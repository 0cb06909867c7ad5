//! Global registry of live Channel instances, keyed by ChannelId.
//!
//! Mirrors [`crate::sync::MutexRegistry`]: every `new Channel(capacity)`
//! expression in evaluated source allocates an entry here, and the `Value`
//! held by the program is just the `ChannelId`, so a channel can be
//! captured by closures and shared between tasks without the evaluator
//! needing to know about its buffering internals.

use crate::scheduler::{Channel, ChannelId};
use dashmap::DashMap;
use std::sync::Arc;

/// Registry mapping `ChannelId` to the shared `Channel` instance.
#[derive(Default)]
pub struct ChannelRegistry {
    channels: DashMap<ChannelId, Arc<Channel>>,
}

impl ChannelRegistry {
    /// Create an empty registry.
    pub fn new() -> Self {
        Self { channels: DashMap::new() }
    }

    /// Allocate and register a new channel of the given capacity, returning its ID.
    pub fn create(&self, capacity: usize) -> ChannelId {
        let id = ChannelId::new();
        self.channels.insert(id, Arc::new(Channel::new(id, capacity)));
        id
    }

    /// Look up a registered channel by ID.
    pub fn get(&self, id: ChannelId) -> Option<Arc<Channel>> {
        self.channels.get(&id).map(|entry| entry.clone())
    }

    /// Remove a channel from the registry (called once its Value is collected).
    pub fn remove(&self, id: ChannelId) -> Option<Arc<Channel>> {
        self.channels.remove(&id).map(|(_, c)| c)
    }

    /// Number of live channels.
    pub fn len(&self) -> usize {
        self.channels.len()
    }

    /// Whether the registry holds no channels.
    pub fn is_empty(&self) -> bool {
        self.channels.is_empty()
    }
}
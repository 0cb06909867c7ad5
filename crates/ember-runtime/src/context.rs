//! [`VmContext`]: the concrete [`ember_sdk::NativeContext`] every bound
//! native function sees, backed by a live `ember_core::Vm`.
//!
//! `NativeContext`'s methods all take `&self` — a native handler has no way
//! to know whether another handler further up the call stack is already
//! holding a `&mut Vm` — so this wraps the VM reference in a `RefCell` and
//! borrows it mutably only for the duration of each method body. Since
//! exactly one task's thread ever runs interpreter code at a time (the
//! scheduler's turn-based handoff, see `ember_core::scheduler::runtime`),
//! there is never a concurrent borrow to conflict with; the `RefCell` exists
//! to satisfy the trait's shape, not to arbitrate real contention.

use std::cell::RefCell;

use ember_core::heap::array::{ArrayKey, EmberArray};
use ember_core::heap::string::EmberString;
use ember_core::object::Object;
use ember_core::value::HeapTag;
use ember_core::vm::Vm;
use ember_core::Value;
use ember_sdk::error::{AbiResult, NativeError};
use ember_sdk::{NativeContext, NativeValue};

/// Stand-in task identity for mutex/channel operations made from the
/// embedder's own thread, outside any spawned task. `TaskId::new()` hands
/// out a fresh id on every call, so using it as the fallback here would
/// give every such call a distinct identity — breaking ownership checks
/// across a lock/unlock pair, or a send/receive pair, made back-to-back
/// from the same (task-less) caller. `0` is never issued by `TaskId::new()`
/// (which starts counting at 1), so it can't collide with a real task.
const SYNCHRONOUS_CALLER: ember_core::TaskId = ember_core::TaskId::from_u64(0);

/// Wraps a live `&mut Vm` so it can back a `&dyn NativeContext`.
pub struct VmContext<'a> {
    vm: RefCell<&'a mut Vm>,
}

impl<'a> VmContext<'a> {
    /// Borrow `vm` for the lifetime of one or more native calls.
    pub fn new(vm: &'a mut Vm) -> Self {
        Self { vm: RefCell::new(vm) }
    }

    fn with_vm<R>(&self, f: impl FnOnce(&mut Vm) -> R) -> R {
        let mut guard = self.vm.borrow_mut();
        f(&mut **guard)
    }

    fn object_of(val: NativeValue) -> AbiResult<&'static Object> {
        let addr = val.to_value().as_addr_of(HeapTag::Object).ok_or_else(|| NativeError::TypeMismatch {
            expected: "object".to_string(),
            got: val.type_name().to_string(),
        })?;
        Ok(unsafe { ember_core::heap::deref::<Object>(addr) })
    }

    fn string_of(val: NativeValue) -> AbiResult<&'static EmberString> {
        let addr = val.to_value().as_addr_of(HeapTag::String).ok_or_else(|| NativeError::TypeMismatch {
            expected: "string".to_string(),
            got: val.type_name().to_string(),
        })?;
        Ok(unsafe { ember_core::heap::deref::<EmberString>(addr) })
    }

    fn array_of(val: NativeValue) -> AbiResult<&'static EmberArray> {
        let addr = val.to_value().as_addr_of(HeapTag::Array).ok_or_else(|| NativeError::TypeMismatch {
            expected: "array".to_string(),
            got: val.type_name().to_string(),
        })?;
        Ok(unsafe { ember_core::heap::deref::<EmberArray>(addr) })
    }

    fn array_of_mut(val: NativeValue) -> AbiResult<&'static mut EmberArray> {
        let addr = val.to_value().as_addr_of(HeapTag::Array).ok_or_else(|| NativeError::TypeMismatch {
            expected: "array".to_string(),
            got: val.type_name().to_string(),
        })?;
        Ok(unsafe { ember_core::heap::deref_mut::<EmberArray>(addr) })
    }

    /// Run `work` off the current thread, suspending the calling task (if
    /// any) until it finishes. Called by `ember_runtime::bind` to service
    /// `IoRequest::BlockingWork` (spec §4.6 "IO thread pool").
    ///
    /// A helper thread runs `work`, sends its result back over a channel,
    /// then wakes the suspended task; by the time `block_current` returns
    /// the result is already sitting in the channel, so the final `recv`
    /// never actually waits. Calls made from the embedder's own thread
    /// (no current task to suspend) just run `work` inline instead.
    pub(crate) fn run_blocking(
        &self,
        work: Box<dyn FnOnce() -> ember_sdk::IoCompletion + Send>,
    ) -> ember_sdk::IoCompletion {
        let current = self.with_vm(|vm| vm.current_task());
        let Some(task) = current else {
            return work();
        };
        let scheduler = self.with_vm(|vm| vm.scheduler.clone());
        let (tx, rx) = std::sync::mpsc::channel();
        let wake_scheduler = scheduler.clone();
        std::thread::spawn(move || {
            let result = work();
            let _ = tx.send(result);
            wake_scheduler.wake(task);
        });
        scheduler.block_current(task);
        rx.recv().unwrap_or(ember_sdk::IoCompletion::Error("blocking work thread died".to_string()))
    }
}
//! Logger native implementations.
//!
//! Thin wrappers over [`tracing`] so `std:logger` calls land in whatever
//! subscriber the embedding binary installed, rather than writing directly
//! to stdout/stderr.

/// Log a debug message.
pub fn debug(message: &str) {
    tracing::debug!(target: "ember::script", "{message}");
}

/// Log an info message.
pub fn info(message: &str) {
    tracing::info!(target: "ember::script", "{message}");
}

/// Log a warning message.
pub fn warn(message: &str) {
    tracing::warn!(target: "ember::script", "{message}");
}

/// Log an error message.
pub fn error(message: &str) {
    tracing::error!(target: "ember::script", "{message}");
}

#[cfg(test)]
mod tests {
    use super::*;

    #[test]
    fn logging_at_every_level_does_not_panic() {
        debug("debug msg");
        info("hello world");
        warn("warning msg");
        error("error msg");
    }
}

____

◆ **What the task asks**: Return a copy of each line of the material that holds the word "warning".

◆ **Task result**:
/// Log a warning message.
        warn("warning msg");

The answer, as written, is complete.